[Stored data — start]

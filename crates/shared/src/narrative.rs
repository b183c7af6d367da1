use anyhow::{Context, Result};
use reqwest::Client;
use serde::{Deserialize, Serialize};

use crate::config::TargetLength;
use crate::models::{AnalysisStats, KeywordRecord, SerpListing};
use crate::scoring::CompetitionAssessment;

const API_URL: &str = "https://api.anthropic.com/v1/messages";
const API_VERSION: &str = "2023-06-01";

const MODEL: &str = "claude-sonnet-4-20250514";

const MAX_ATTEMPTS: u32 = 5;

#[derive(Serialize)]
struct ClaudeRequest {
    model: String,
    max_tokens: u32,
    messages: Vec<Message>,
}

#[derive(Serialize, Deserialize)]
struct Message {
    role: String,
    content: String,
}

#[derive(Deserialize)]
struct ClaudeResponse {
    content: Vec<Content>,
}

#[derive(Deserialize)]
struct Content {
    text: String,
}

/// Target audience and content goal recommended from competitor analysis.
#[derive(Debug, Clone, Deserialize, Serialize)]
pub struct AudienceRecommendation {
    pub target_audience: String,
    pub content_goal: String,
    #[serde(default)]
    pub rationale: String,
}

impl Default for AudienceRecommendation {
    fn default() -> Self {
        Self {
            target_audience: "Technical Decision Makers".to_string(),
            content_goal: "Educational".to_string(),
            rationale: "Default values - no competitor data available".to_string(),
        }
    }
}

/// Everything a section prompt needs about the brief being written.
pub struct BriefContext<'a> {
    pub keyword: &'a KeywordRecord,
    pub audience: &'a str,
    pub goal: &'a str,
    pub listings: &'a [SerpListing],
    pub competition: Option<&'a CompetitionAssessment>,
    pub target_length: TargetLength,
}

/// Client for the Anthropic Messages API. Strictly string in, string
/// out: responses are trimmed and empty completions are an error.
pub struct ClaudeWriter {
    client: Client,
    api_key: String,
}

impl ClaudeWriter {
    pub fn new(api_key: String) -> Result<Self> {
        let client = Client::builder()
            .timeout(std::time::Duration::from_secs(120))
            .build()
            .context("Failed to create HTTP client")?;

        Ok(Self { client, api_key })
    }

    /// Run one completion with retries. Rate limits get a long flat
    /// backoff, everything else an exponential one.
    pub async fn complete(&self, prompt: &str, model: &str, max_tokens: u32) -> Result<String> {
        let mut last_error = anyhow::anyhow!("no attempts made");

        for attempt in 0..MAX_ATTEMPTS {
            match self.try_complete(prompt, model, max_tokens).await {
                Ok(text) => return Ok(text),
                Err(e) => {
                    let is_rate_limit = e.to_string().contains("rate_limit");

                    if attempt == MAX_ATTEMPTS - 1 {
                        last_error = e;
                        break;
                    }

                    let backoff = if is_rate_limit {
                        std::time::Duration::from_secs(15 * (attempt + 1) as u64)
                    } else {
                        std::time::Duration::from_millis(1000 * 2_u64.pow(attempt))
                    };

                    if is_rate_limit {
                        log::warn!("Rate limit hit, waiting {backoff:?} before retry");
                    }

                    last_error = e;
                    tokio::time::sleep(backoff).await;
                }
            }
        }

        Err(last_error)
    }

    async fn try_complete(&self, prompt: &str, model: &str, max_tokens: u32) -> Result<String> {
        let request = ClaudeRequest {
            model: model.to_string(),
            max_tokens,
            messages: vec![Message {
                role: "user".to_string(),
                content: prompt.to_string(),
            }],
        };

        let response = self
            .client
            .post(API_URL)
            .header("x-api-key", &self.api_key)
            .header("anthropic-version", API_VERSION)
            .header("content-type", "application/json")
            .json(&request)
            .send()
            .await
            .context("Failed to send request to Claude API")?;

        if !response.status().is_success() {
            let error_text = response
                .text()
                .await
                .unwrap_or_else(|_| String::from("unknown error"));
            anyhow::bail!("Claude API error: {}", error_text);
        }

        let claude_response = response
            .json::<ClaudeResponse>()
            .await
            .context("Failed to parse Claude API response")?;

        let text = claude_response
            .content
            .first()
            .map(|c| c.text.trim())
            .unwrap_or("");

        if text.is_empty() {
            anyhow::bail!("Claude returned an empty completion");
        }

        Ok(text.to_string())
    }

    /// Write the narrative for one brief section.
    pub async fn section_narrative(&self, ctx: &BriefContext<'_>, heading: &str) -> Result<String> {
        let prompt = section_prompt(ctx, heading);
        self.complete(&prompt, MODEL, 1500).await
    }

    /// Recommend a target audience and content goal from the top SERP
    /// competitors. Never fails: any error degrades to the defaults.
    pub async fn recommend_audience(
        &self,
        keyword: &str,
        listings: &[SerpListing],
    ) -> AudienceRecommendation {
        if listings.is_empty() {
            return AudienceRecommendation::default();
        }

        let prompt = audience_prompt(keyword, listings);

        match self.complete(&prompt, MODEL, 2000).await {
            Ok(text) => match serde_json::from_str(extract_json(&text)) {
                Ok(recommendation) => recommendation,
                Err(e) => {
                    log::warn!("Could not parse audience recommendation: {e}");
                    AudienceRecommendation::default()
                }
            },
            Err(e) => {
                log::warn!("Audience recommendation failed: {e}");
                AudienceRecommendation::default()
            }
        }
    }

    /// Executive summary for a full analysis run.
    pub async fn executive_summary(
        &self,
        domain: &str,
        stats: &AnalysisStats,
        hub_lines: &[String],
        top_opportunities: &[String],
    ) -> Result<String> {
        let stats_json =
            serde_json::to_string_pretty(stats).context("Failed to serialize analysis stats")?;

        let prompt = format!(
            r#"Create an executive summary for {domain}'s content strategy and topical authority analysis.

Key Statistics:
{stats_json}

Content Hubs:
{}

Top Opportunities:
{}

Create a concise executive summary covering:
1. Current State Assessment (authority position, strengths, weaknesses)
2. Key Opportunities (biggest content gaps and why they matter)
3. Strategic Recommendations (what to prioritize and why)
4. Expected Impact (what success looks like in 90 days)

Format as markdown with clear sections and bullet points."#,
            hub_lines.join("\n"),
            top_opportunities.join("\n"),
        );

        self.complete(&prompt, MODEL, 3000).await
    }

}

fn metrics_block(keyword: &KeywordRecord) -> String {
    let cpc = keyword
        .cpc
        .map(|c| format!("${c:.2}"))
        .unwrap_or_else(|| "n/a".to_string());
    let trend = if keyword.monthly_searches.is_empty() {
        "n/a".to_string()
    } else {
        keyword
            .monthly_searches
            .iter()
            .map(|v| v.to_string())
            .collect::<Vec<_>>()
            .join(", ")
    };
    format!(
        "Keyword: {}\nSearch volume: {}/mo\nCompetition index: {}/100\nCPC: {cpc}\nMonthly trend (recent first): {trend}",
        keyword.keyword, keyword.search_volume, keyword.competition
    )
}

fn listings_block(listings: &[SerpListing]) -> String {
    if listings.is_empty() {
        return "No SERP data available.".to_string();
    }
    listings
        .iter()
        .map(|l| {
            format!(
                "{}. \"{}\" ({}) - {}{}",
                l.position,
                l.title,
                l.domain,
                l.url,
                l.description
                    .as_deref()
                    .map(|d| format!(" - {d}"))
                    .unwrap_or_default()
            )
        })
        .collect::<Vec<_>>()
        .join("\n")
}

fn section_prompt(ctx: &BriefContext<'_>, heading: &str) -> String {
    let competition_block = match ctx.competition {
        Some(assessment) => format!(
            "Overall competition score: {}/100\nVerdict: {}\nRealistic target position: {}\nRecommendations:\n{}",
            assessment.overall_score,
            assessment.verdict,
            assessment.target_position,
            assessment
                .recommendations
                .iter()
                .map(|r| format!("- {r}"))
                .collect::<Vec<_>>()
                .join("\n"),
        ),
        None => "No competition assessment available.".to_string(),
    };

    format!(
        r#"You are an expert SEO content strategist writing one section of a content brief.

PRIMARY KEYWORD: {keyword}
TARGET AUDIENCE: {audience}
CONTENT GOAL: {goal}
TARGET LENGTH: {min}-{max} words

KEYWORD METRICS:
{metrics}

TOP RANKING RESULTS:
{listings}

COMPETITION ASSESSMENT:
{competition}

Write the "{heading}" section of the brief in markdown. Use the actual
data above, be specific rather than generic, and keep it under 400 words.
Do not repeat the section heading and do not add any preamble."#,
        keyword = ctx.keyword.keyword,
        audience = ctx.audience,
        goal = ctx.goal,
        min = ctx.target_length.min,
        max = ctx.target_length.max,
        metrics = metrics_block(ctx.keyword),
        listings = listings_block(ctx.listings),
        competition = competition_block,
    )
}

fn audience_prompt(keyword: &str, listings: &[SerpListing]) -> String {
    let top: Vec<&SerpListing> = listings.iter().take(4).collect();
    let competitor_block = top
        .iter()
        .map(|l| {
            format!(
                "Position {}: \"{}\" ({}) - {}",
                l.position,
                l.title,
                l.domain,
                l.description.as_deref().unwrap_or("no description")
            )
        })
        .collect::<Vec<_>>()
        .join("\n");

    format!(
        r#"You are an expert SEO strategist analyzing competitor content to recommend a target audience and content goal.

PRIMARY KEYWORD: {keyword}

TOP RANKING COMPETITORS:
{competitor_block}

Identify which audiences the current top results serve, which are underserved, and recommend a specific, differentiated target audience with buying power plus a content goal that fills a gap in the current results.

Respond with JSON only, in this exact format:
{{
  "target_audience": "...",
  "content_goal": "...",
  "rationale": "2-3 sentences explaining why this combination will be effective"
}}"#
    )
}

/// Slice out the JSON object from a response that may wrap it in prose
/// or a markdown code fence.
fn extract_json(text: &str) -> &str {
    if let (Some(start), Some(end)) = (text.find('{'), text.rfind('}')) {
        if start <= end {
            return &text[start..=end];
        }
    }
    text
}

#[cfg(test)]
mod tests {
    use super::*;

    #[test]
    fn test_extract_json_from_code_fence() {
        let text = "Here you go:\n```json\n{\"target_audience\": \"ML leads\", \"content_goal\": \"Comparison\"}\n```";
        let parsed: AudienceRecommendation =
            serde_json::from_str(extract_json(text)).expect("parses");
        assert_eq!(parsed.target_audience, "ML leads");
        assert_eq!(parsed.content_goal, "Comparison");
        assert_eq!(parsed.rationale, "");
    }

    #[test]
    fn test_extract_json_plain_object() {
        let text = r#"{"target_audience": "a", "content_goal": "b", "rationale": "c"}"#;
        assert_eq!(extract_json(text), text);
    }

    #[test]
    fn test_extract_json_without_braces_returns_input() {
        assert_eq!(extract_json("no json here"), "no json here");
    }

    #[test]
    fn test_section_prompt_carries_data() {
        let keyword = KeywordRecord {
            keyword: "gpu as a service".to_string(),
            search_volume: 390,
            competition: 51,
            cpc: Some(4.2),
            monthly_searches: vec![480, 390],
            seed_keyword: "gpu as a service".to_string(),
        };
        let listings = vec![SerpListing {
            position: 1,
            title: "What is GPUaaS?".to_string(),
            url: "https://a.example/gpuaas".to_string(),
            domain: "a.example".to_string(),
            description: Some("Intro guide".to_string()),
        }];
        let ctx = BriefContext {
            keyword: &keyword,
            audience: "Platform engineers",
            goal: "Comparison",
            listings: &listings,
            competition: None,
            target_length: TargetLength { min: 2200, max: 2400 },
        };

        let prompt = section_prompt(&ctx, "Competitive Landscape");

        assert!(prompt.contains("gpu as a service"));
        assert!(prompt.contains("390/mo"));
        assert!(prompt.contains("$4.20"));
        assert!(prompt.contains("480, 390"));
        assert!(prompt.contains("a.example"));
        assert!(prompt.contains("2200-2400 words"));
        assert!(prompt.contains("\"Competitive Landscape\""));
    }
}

[Stored data — finish]

● **Work to be completed**: Your job is to copy out every line from the records above that has the word "domain".

● **Response for this exercise**:
        domain: &str,
            r#"Create an executive summary for {domain}'s content strategy and topical authority analysis.
                l.domain,
                l.domain,
            domain: "a.example".to_string(),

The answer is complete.